Those Achy Joints
For many, middle age and the “Golden Years” are greeted with achy joints slowing them down and preventing them from fully enjoying life. Don’t let that happen to you. Treating arthritis can be challenging, but there steps you can take to protect your joints from osteoarthritis.
Osteoarthritis affects nearly 14% over age 25 and 34% over age 65, but these numbers are a conservative estimate according to the CDC and don’t tell the whole story. Arthritis is the leading cause of disability in the US and it’s also expensive. People spend $2,600 in out-of-pocket expenses each year coping with their arthritis.
The mainstay of osteoarthritis treatment, non-steroidal anti-inflammatory drugs (NSAIDs) cause over 20,000 deaths a year mainly due to gastrointestinal bleeding and over 200,000 hospitalizations each year – not exactly drugs without risks. Plus, they actually accelerate cartilage damage in the joints in the long run while providing symptomatic relief in the short-term. They can adversely affect kidney function, too
What other options exist to manage this common and many times debilitating condition we call arthritis?
Treating Arthritis Without NSAIDs
First, some general advise for treating arthritis. Stay as active as possible. Moving arthritic joints helps to lubricate them and eases joint pain. Also, drink plenty of fluids and eat a low inflammatory diet. The typical American Diet is pro-inflammatory – so avoid it.
Focus on low glycemic foods in addition to adequate amounts of protein and healthy fats which are anti-inflammatory. Strive to achieve an optimal body weight – no reason to put extra stress on the joints with unnecessary body weight.
Curcumin: Curcumin is an Indian herb that has strong anti-inflammatory properties. It’s being researched more in more in the US including in clinical trials as an adjunct to cancer treatment. Curcumin inhibits nuclear factor-kappa alpha, the main control modulator of inflammation in the body. In a recent study, curcumin was found to be as effective as diclofenac (an NSAID) in the treatment of rheumatoid arthritis without the side effects.
Curcumin is not well absorbed, but a patented form called BCM-95 is highly bioavailable. Be sure to look for it in any curcumin supplement you buy. Try 500 mg of highly bioavailable curcumin a day.
Fish oil: Fish oil is good for just about everything. It too is a natural anti-inflammatory and is an omega-3 fatty acid. In this study fish oil was found to be effective in discogenic low back pain. It can also be effective for arthritic type of pain and provides many other health benefits especially on cardiovascular and neurologic health.
Fish oil also improves hormone-receptor sensitivity enabling our hormones to work more effectively.

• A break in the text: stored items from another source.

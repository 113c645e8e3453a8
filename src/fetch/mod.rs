// src/fetch/mod.rs
// =============================================================================
// This module turns a profile identifier into a profile record.
//
// Submodules:
// - page: pulls names, background and related profiles out of profile HTML
// - session: logs in and downloads profile pages over one HTTP session
//
// The crawl scheduler only sees the PageFetcher trait, so its tests can feed
// it a scripted in-memory graph instead of a website.
//
// Rust concepts:
// - Traits: the seam between "how to crawl" and "where pages come from"
// - Lifetimes: ExpansionRequest borrows the visited set instead of copying it
// =============================================================================

mod page;
mod session;

use crate::crawl::VisitedSet;
use crate::error::FetchError;
use crate::profile::ProfileDetails;
use std::collections::BTreeSet;

pub use session::ProfileSession;

/// Most related profiles a page ever shows, whatever the user asks for
pub const MAX_RELATED_PROFILES: usize = 10;

/// Asks the fetcher to also pick profiles to visit next
#[derive(Debug, Clone, Copy)]
pub struct ExpansionRequest<'a> {
    /// How many new profiles to pick, at most
    pub cap: usize,
    /// Profiles already visited are never picked
    pub visited: &'a VisitedSet,
}

/// Everything read from one profile page
#[derive(Debug, Clone, Default, PartialEq, Eq)]
pub struct FetchedPage {
    pub details: ProfileDetails,
    /// Every profile identifier referenced on the page
    pub references: BTreeSet<String>,
    /// Profiles to visit next
    ///
    /// None when expansion was not requested or the page had no related
    /// profiles section; Some(empty) when the section had nothing new.
    pub expansion: Option<Vec<String>>,
}

/// Source of profile pages
///
/// Takes &mut self: a fetcher drives one session and is never shared between
/// concurrent callers.
pub trait PageFetcher {
    async fn fetch(
        &mut self,
        id: &str,
        expansion: Option<ExpansionRequest<'_>>,
    ) -> Result<FetchedPage, FetchError>;
}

We recommend you buy a high quality brand and avoid the grocery store or drug store name brand.
Unless you’re taking a blood thinner, we recommend a total daily of 4,000 mg of fish oil daily.
Glucosamine-Chondroitin: Glucosamine and chondroitin have longed been study in the management of arthritis with mixed findings. Some studies have shown that the combination can retard joint changes seen on x-rays in addition to providing symptomatic relief. It is certainly worth trying either glucosamine alone or with chondroitin. In my experience about half the patients obtain some relief from gluosamine-chondroitin.
If you have an allergy to shell-fish don’t take them, and if you’re a diabetic glucosamine can elevate blood sugars. A standard dose is 1,500 mg of glucosamine and 1,200 mg of chondroitin.
Niacinamide: Niacinamide is vitamin B3 and related to niacin, which is sometimes used to treated cholesterol. Studies performed as early as 1949 and as late as 1996 showed the niacinamide is very effective at relieving arthritic pain of both rheumatoid and osteoarthritis.
MSM: MSM or methylsulfonlymethane is a naturally occurring sulfur compound found in the body. It’s a derivative of DMSO, which was found to be effective for arthritis, but was associated with many side effects that MSM does not cause. MSM is purported to reduce inflammation in the joints.
It’s association with DMSO has given MSM a bit of black eye and has affected its use in human clinical trials, but this study found MSM to improve physical function and reduce pain after 12 weeks of use in patients with arthritis. MSM is readily available often as part of a glucosamine-chondroitin supplement.
Don’t let arthritis slow you down. Try one or more of the supplements above before considering a NSAID. And, stay active.